Bestimmungen über Mindestlöhne gebe es zwar in so genannten Gesamtarbeits-Verträgen (GAV), doch würden diese nur für einige Branchen gelten.

«Die Gewerkschaften verlangen nun von der Regierung, dass es zu keinem Lohndumping kommen darf», erklärt der Politikwissenschaftler. Zudem müssten, nach Meinung der Schweizer Arbeitnehmer-Organisationen, die Gesamtarbeits-Verträge auf weitere Berufszweige ausgedehnt werden.

Menschen bleiben lieber zuhause

Die Schweiz ist aber nicht das einzige Land, in dem Bedenken gegen eine Öffnung des Arbeitsmarktes für die zehn neuen EU-Mitgliedländer laut wurden.

Fast alle, nämlich 14 von 15 EU-Staaten, haben Massnahmen ergriffen, um den Strom von Arbeitssuchenden, namentlich aus Mittel-und Osteuropa, zu begrenzen.
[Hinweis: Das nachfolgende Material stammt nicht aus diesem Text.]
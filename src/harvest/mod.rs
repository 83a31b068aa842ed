//! Striped concurrent pagination over a listing endpoint.
//!
//! With `W` workers, stripe `k` (0-based) requests pages `k+1, k+1+W, k+1+2W, …`
//! until it receives an empty page. There is no shared cursor: the remote listing
//! is partitioned between stripes purely by page number modulo `W`, so the total
//! item count never needs to be known up front.
//!
//! Every record on a fetched page goes through [`admit`]: the ledger is checked and
//! marked in one critical section, then the destination directory is checked for an
//! existing file. Stripes accumulate into their own vectors; the orchestrator merges
//! them once every stripe has stopped.

use std::collections::HashSet;
use std::path::Path;

use futures::stream::{self, StreamExt};

use crate::client::records::MediaRecord;
use crate::client::{Listing, page_records};
use crate::config::HarvestConfig;
use crate::context::RunContext;
use crate::retry::fetch_with_retry;
use crate::types::{Event, StripeFailure, WorkItem};
use crate::utils::{any_exists, presence_names};

/// Everything a harvest produced, ready for the download stage
#[derive(Debug, Default)]
pub struct HarvestOutcome {
    /// New items, free of duplicates, in no particular order
    pub items: Vec<WorkItem>,
    /// Records dropped because the ledger or the destination already had them
    pub skipped: usize,
    /// Records that could not be turned into work items
    pub malformed: usize,
    /// Non-empty pages fetched across all stripes
    pub pages_fetched: usize,
    /// Stripes that gave up before reaching their empty page
    pub stripe_failures: Vec<StripeFailure>,
    /// At least one stripe stopped because the run was cancelled
    pub cancelled: bool,
}

#[derive(Debug, Default)]
struct StripeResult {
    items: Vec<WorkItem>,
    skipped: usize,
    malformed: usize,
    pages: usize,
    failure: Option<StripeFailure>,
    cancelled: bool,
}

/// Sweep `listing` with `config.workers` concurrent stripes
///
/// Items are admitted against the ledger in `ctx` and the files already in `dest`.
/// A stripe that keeps failing is recorded in the outcome; its siblings carry on.
pub async fn harvest(
    ctx: &RunContext,
    listing: &Listing,
    dest: &Path,
    config: &HarvestConfig,
) -> HarvestOutcome {
    let workers = config.workers.max(1);
    let page_size = config.page_size.max(1);

    ctx.emit(Event::HarvestStarted {
        account: ctx.account.clone(),
        category: ctx.category,
    });
    tracing::debug!(
        account = %ctx.account,
        category = %ctx.category,
        url = %listing.url,
        workers,
        page_size,
        "Starting striped harvest"
    );

    let results: Vec<StripeResult> = stream::iter(0..workers)
        .map(|stripe| run_stripe(ctx, listing, dest, stripe, workers, page_size))
        .buffer_unordered(workers)
        .collect()
        .await;

    let outcome = merge_stripes(results);

    ctx.emit(Event::HarvestComplete {
        account: ctx.account.clone(),
        category: ctx.category,
        queued: outcome.items.len(),
        skipped: outcome.skipped,
    });
    tracing::info!(
        account = %ctx.account,
        category = %ctx.category,
        queued = outcome.items.len(),
        skipped = outcome.skipped,
        malformed = outcome.malformed,
        pages = outcome.pages_fetched,
        failed_stripes = outcome.stripe_failures.len(),
        "Harvest complete"
    );

    outcome
}

async fn run_stripe(
    ctx: &RunContext,
    listing: &Listing,
    dest: &Path,
    stripe: usize,
    workers: usize,
    page_size: usize,
) -> StripeResult {
    let mut result = StripeResult::default();
    let mut page = stripe + 1;

    loop {
        if ctx.cancel.is_cancelled() {
            tracing::debug!(
                account = %ctx.account,
                category = %ctx.category,
                stripe,
                page,
                "Stripe cancelled"
            );
            result.cancelled = true;
            break;
        }

        let query = listing.page_query(page, page_size);
        let source = &ctx.source;
        let query = &query;
        let fetched = fetch_with_retry(&ctx.retry, &ctx.cancel, || async move {
            source
                .fetch_json(&listing.url, query)
                .await
                .and_then(|body| page_records(listing, body))
        })
        .await;

        let records = match fetched {
            Ok(records) => records,
            Err(e) => {
                if ctx.cancel.is_cancelled() {
                    result.cancelled = true;
                    break;
                }
                tracing::error!(
                    account = %ctx.account,
                    category = %ctx.category,
                    stripe,
                    page,
                    error = %e,
                    "Giving up on stripe"
                );
                let failure = StripeFailure {
                    stripe,
                    page,
                    error: e.to_string(),
                };
                ctx.emit(Event::StripeFailed {
                    account: ctx.account.clone(),
                    category: ctx.category,
                    failure: failure.clone(),
                });
                result.failure = Some(failure);
                break;
            }
        };

        // Only an empty page ends a stripe; a short one may still be followed by more
        if records.is_empty() {
            tracing::debug!(
                account = %ctx.account,
                category = %ctx.category,
                stripe,
                page,
                "Reached empty page"
            );
            break;
        }

        result.pages += 1;
        ctx.emit(Event::PageFetched {
            account: ctx.account.clone(),
            category: ctx.category,
            page,
            items: records.len(),
        });

        for record in records {
            let item = match MediaRecord::parse(record, &listing.url)
                .and_then(|record| record.into_work_item(&listing.url))
            {
                Ok(item) => item,
                Err(e) => {
                    tracing::warn!(
                        account = %ctx.account,
                        category = %ctx.category,
                        page,
                        error = %e,
                        "Skipping malformed record"
                    );
                    result.malformed += 1;
                    continue;
                }
            };

            if admit(ctx, dest, &item).await {
                result.items.push(item);
            } else {
                result.skipped += 1;
            }
        }

        page += workers;
    }

    result
}

/// Decide whether `item` still needs downloading into `dest`
///
/// The ledger check-and-mark runs first and always records the identity, so an item
/// seen here is in the ledger afterwards even if its file already exists.
pub(crate) async fn admit(ctx: &RunContext, dest: &Path, item: &WorkItem) -> bool {
    if ctx.ledger.check_and_mark(&ctx.account, ctx.category, &item.id) {
        tracing::debug!(
            account = %ctx.account,
            category = %ctx.category,
            identity = %item.id,
            "Already in ledger"
        );
        return false;
    }
    if any_exists(dest, &presence_names(item.id.as_str(), &item.kind)).await {
        tracing::debug!(
            account = %ctx.account,
            category = %ctx.category,
            identity = %item.id,
            "Already on disk"
        );
        return false;
    }
    ctx.emit(Event::ItemQueued {
        account: ctx.account.clone(),
        category: ctx.category,
        id: item.id.clone(),
    });
    true
}

/// Concatenate stripe results, dropping identities listed more than once
fn merge_stripes(results: Vec<StripeResult>) -> HarvestOutcome {
    let mut outcome = HarvestOutcome::default();
    let mut seen = HashSet::new();

    for result in results {
        for item in result.items {
            if seen.insert(item.id.clone()) {
                outcome.items.push(item);
            } else {
                outcome.skipped += 1;
            }
        }
        outcome.skipped += result.skipped;
        outcome.malformed += result.malformed;
        outcome.pages_fetched += result.pages;
        outcome.stripe_failures.extend(result.failure);
        outcome.cancelled |= result.cancelled;
    }

    outcome.stripe_failures.sort_by_key(|f| f.stripe);
    outcome
}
Die meisten dieser Beschränkungen sollen zwei Jahre gelten. Es wird aber schon heute davon ausgegangen, dass sie länger Gültigkeit haben werden.

Wie Schwok glaubt auch Diana Wallis, eine britische Abgeordnete im EU-Parlament, dass Ängste vor einer Masseneinwanderung grundlos seien.
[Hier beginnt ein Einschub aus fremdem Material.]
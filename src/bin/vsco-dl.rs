//! Command-line front end: mirror one account's categories into a directory.

use std::path::PathBuf;
use std::process::ExitCode;

use clap::Parser;
use tracing_subscriber::EnvFilter;
use vsco_dl::ledger::ledger_path;
use vsco_dl::site_cache::site_cache_path;
use vsco_dl::{
    Account, AccountReport, Category, Config, DedupLedger, Error, Result, SiteCache,
    VscoDownloader, run_with_shutdown,
};

/// Mirror a VSCO account's images, collection, journal and profile picture
#[derive(Parser, Debug)]
#[command(name = "vsco-dl", version)]
#[command(about = "Scrapes a VSCO account to local storage", long_about = None)]
struct Cli {
    /// Account to mirror
    username: String,

    /// Get the account's own posts
    #[arg(short = 'i', long)]
    images: bool,

    /// Get the account's collection
    #[arg(short = 'c', long)]
    collection: bool,

    /// Get the account's journal articles
    #[arg(short = 'j', long)]
    journal: bool,

    /// Get the account's profile picture
    #[arg(short = 'p', long)]
    profile: bool,

    /// Images, collection and journal
    #[arg(short = 'a', long)]
    all: bool,

    /// Images, collection, journal and profile picture
    #[arg(long)]
    all_profile: bool,

    /// Remember downloaded media across runs and never fetch it again
    #[arg(short = 'l', long)]
    latest: bool,

    /// Cache the site and collection ids of the account
    #[arg(long)]
    cache_hit: bool,

    /// Site id of the account (otherwise taken from the site cache)
    #[arg(long)]
    site_id: Option<String>,

    /// Collection id of the account (otherwise taken from the site cache)
    #[arg(long)]
    collection_id: Option<String>,

    /// Root directory; the account is mirrored into `<dir>/<username>`
    #[arg(long)]
    dir: Option<PathBuf>,

    /// Listing and download workers
    #[arg(long)]
    workers: Option<usize>,

    /// JSON configuration file
    #[arg(long)]
    config: Option<PathBuf>,
}

impl Cli {
    /// Categories in run order; `--all`/`--all-profile` take precedence over single flags
    fn categories(&self) -> Vec<Category> {
        if self.all || self.all_profile {
            let mut categories = vec![Category::Images, Category::Collection, Category::Journal];
            if self.all_profile {
                categories.push(Category::Profile);
            }
            return categories;
        }
        [
            (self.images, Category::Images),
            (self.journal, Category::Journal),
            (self.collection, Category::Collection),
            (self.profile, Category::Profile),
        ]
        .into_iter()
        .filter_map(|(selected, category)| selected.then_some(category))
        .collect()
    }

    fn load_config(&self) -> Result<Config> {
        let mut config = match &self.config {
            Some(path) => Config::from_file(path)?,
            None => Config::default(),
        };
        if let Some(dir) = &self.dir {
            config.download.download_dir = dir.clone();
        }
        if let Some(workers) = self.workers {
            config.harvest.workers = workers;
            config.download.max_concurrent_downloads = workers;
        }
        config.persistence.ledger |= self.latest;
        config.persistence.site_cache |= self.cache_hit;
        config.validate()?;
        Ok(config)
    }

    /// Ids from the command line win over cached ones
    fn account(&self, cache: &SiteCache) -> Result<Account> {
        let cached = cache.get(&self.username);
        let site_id = self
            .site_id
            .clone()
            .or_else(|| cached.as_ref().map(|account| account.site_id.clone()))
            .ok_or_else(|| {
                Error::config(
                    "site_id",
                    format!(
                        "no site id for {}: pass --site-id or run with --cache-hit after caching it",
                        self.username
                    ),
                )
            })?;
        let collection_id = self
            .collection_id
            .clone()
            .or_else(|| cached.and_then(|account| account.collection_id));
        Ok(Account::new(self.username.clone(), site_id, collection_id))
    }
}

#[tokio::main]
async fn main() -> ExitCode {
    tracing_subscriber::fmt()
        .with_env_filter(
            EnvFilter::try_from_default_env().unwrap_or_else(|_| EnvFilter::new("vsco_dl=info")),
        )
        .with_writer(std::io::stderr)
        .init();

    let cli = Cli::parse();
    match run(cli).await {
        Ok(true) => ExitCode::SUCCESS,
        Ok(false) => ExitCode::from(2),
        Err(e) => {
            tracing::error!(error = %e, "Run failed");
            eprintln!("error: {e}");
            ExitCode::FAILURE
        }
    }
}

/// Returns whether every selected category completed without gaps
async fn run(cli: Cli) -> Result<bool> {
    let categories = cli.categories();
    if categories.is_empty() {
        return Err(Error::config(
            "categories",
            "nothing to do: pass -i, -c, -j, -p, -a or --all-profile",
        ));
    }

    let config = cli.load_config()?;
    let state_dir = config.persistence.state_dir.clone();
    let use_site_cache = config.persistence.site_cache;
    let use_ledger = config.persistence.ledger;

    let cache_path = site_cache_path(&state_dir, &cli.username);
    let mut site_cache = if use_site_cache {
        SiteCache::load(&cache_path).await?
    } else {
        SiteCache::default()
    };
    let account = cli.account(&site_cache)?;
    if categories.contains(&Category::Collection) && account.collection_id.is_none() {
        tracing::warn!(
            account = %account.username,
            "No collection id known, collection will be skipped"
        );
    }

    let ledger = DedupLedger::open(&state_dir, &account.username, use_ledger).await?;
    let downloader = VscoDownloader::new(config, ledger)?;

    let report = run_with_shutdown(
        &downloader,
        downloader.download_categories(&account, &categories),
    )
    .await;
    print_report(&report);

    if use_ledger {
        downloader
            .ledger()
            .save(&ledger_path(&state_dir, &account.username))
            .await?;
    }
    if use_site_cache {
        site_cache.insert(&account);
        site_cache.save(&cache_path).await?;
    }

    Ok(report.is_complete())
}

fn print_report(report: &AccountReport) {
    for (category, summary) in &report.categories {
        println!(
            "{} {}: {} downloaded, {} skipped, {} failed",
            report.account,
            category,
            summary.downloaded,
            summary.skipped,
            summary.failed.len()
        );
        for id in &summary.failed {
            println!("  failed: {id}");
        }
        if summary.cancelled > 0 {
            println!("  cancelled: {} items not attempted", summary.cancelled);
        }
        for failure in &summary.stripe_failures {
            println!(
                "  listing stopped at page {} (stripe {}): {}",
                failure.page, failure.stripe, failure.error
            );
        }
    }
    for (category, error) in &report.errors {
        println!("{} {}: aborted: {}", report.account, category, error);
    }
}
«Es gibt keine Anzeichen, dass es so etwas geben wird, weder in der Schweiz, noch in einem anderen EU-Staat», so Wallis zu swissinfo.

Sorgfältige Analysen zeigten, dass solche Ängste auch deshalb unbegründet seien, weil die Leute in Zeiten des Aufschwungs lieber in ihrem Heimatland bleiben würden. Dies hätten die Erfahrungen mit der bisherigen Erweiterung der EU gezeigt.

7 Jahre Übergangsfrist



Die Schweiz hat sich eine Übergangsfrist von sieben Jahren ausgehandelt, bevor sie die Grenzen auch für die neuen EU-Mitgliedstaaten ganz öffnen muss.

Allerdings ist noch nicht klar, wann die Übergangsbestimmungen genau in Kraft treten werden. Zur Debatte steht der Termin der Osterweiterung, also der 1. Mai, oder aber ein späterer Zeitpunkt.

Ein endgültiger Entscheid darüber, was für Kontrollen und Quoten während der sieben Jahre gelten sollen, steht ebenfalls aus.

Sogar nach Ablauf der Übergangsfristen gibt es keine Garantie, dass die Schweiz in der Lage sein wird, ihren Arbeitsmarkt für die zehn neuen EU-Mitgliedstaaten vollständig zu öffnen.

Gegner – allen voran die SVP – könnten die Vorlage mit 50’000 Referendums-Unterschriften zur Abstimmung bringen.Gemäss Schwok dürften aber sieben Jahre genug sein, um der Bevölkerung eine fundierte Meinungsbildung zu erlauben.

«Sobald die Leute sehen, dass keine ‹Invasion› stattgefunden hat, werden allfällig bestehende, irrationale Ängste einer viel realistischeren Einschätzung der Lage weichen», sagt Schwok.

swissinfo, Jonathan Summerton

Am 1. Mai 2004 wird die Europäische Union (EU) von bisher 15 auf 25 Mitgliedsstaaten anwachsen.

Das Abkommen zwischen der Schweiz und den 15 EU-Staaten über die Personenfreizügigkeit trat im Juni 2004 in Kraft.

Ab Juni 2004 werden Schweizer Bürger auf dem Arbeitsmarkt gegenüber Bürgern aus den heutigen 15 EU-Ländern nicht länger bevorzugt.

Gegenüber den 10 neuen EU-Ländern hat die Schweiz eine siebenjährige Übergangsfrist ausgehandelt. Erst dann muss ihr Arbeitsmarkt etwa für Polen oder Slowenen vollständig geöffnet werden.